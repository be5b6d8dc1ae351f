//! Dither generation for zero-allocation mantissas.

/// Amplitude applied to dither values, -3 dB relative to full scale.
pub const DITHER_SCALE: f32 = std::f32::consts::FRAC_1_SQRT_2;

/// Deterministic uniform noise source owned by a single decoder.
///
/// Output is a 16-bit signed value spanning the full mantissa range. Two
/// generators constructed with the same seed produce identical sequences.
#[derive(Debug, Clone, Copy, PartialEq, Eq)]
pub struct DitherGenerator {
    seed: u32,
}

impl DitherGenerator {
    pub const fn new(seed: u32) -> Self {
        Self { seed }
    }

    #[inline(always)]
    pub fn next_mantissa(&mut self) -> i32 {
        self.seed = self.seed.wrapping_mul(1_664_525).wrapping_add(1_013_904_223);

        (self.seed >> 16) as u16 as i16 as i32
    }

    pub fn seed(&self) -> u32 {
        self.seed
    }
}

impl Default for DitherGenerator {
    fn default() -> Self {
        Self::new(0)
    }
}
//! CRC validation for AC-3 frames.
//!
//! Both frame CRC words use the generator `x^16 + x^15 + x^2 + 1`. The register
//! is fed the protected bytes including the transmitted CRC word, so a valid
//! region leaves a zero remainder.

/// CRC algorithm specification with polynomial and initial value.
pub struct Algorithm<T> {
    poly: T,
    init: T,
}

/// CRC-16 algorithm protecting the syncframe.
pub const CRC_FRAME_ALG: Algorithm<u16> = Algorithm {
    poly: 0x8005,
    init: 0x0000,
};

/// Shifts `len` zero bits through a CRC-16 register seeded with `value` in
/// its high byte.
#[inline(always)]
pub const fn crc16(poly: u16, mut value: u16, len: usize) -> u16 {
    value <<= 8;

    let mut i = 0;
    while i < len {
        value = (value << 1) ^ (((value >> 15) & 1) * poly);
        i += 1;
    }

    value
}

const fn crc16_table(poly: u16) -> [u16; 256] {
    let mut table = [0u16; 256];
    let mut i = 0;
    while i < table.len() {
        table[i] = crc16(poly, i as u16, 8);
        i += 1;
    }

    table
}

#[derive(Debug)]
pub struct Crc16 {
    pub poly: u16,
    pub init: u16,
    table: [u16; 256],
}

impl Crc16 {
    pub const fn new(algorithm: &Algorithm<u16>) -> Self {
        Self {
            poly: algorithm.poly,
            init: algorithm.init,
            table: crc16_table(algorithm.poly),
        }
    }

    const fn table_entry(&self, index: u16) -> u16 {
        self.table[(index & 0xFF) as usize]
    }

    #[inline(always)]
    pub const fn update(&self, mut crc: u16, bytes: &[u8]) -> u16 {
        let mut i = 0;

        while i < bytes.len() {
            crc = self.table_entry(crc >> 8) ^ (crc << 8) ^ bytes[i] as u16;
            i += 1;
        }

        crc
    }

    /// Remainder of `bytes` with the register starting at `init`.
    pub const fn remainder(&self, bytes: &[u8]) -> u16 {
        self.update(self.init, bytes)
    }

    /// Value that, appended to `bytes`, leaves a zero remainder.
    pub const fn checksum(&self, bytes: &[u8]) -> u16 {
        self.update(self.remainder(bytes), &[0, 0])
    }
}

/// Byte length of the region covered by `crc1`, sync word included.
pub const fn head_region_len(frame_len: usize) -> usize {
    ((frame_len >> 2) + (frame_len >> 4)) << 1
}

#[cfg(test)]
mod tests {
    use super::*;

    const CRC: Crc16 = Crc16::new(&CRC_FRAME_ALG);

    #[test]
    fn appended_checksum_leaves_zero_remainder() {
        let mut data = b"123456789".to_vec();
        let crc = CRC.checksum(&data);
        data.extend_from_slice(&crc.to_be_bytes());

        assert_eq!(CRC.remainder(&data), 0);

        data[3] ^= 0x10;
        assert_ne!(CRC.remainder(&data), 0);
    }

    #[test]
    fn matches_bitwise_division() {
        // CRC-16/UMTS check value for "123456789"
        assert_eq!(CRC.checksum(b"123456789"), 0xFEE8);
    }

    #[test]
    fn head_region_is_five_eighths() {
        assert_eq!(head_region_len(128), 80);
        assert_eq!(head_region_len(192), 120);
        assert_eq!(head_region_len(3840), 2400);
    }
}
· · · · · · ·
▸ Instructions to follow
In the records above, locate every line with the string "usize" and copy it.

▸ Answer space
pub const fn crc16(poly: u16, mut value: u16, len: usize) -> u16 {
        self.table[(index & 0xFF) as usize]
pub const fn head_region_len(frame_len: usize) -> usize {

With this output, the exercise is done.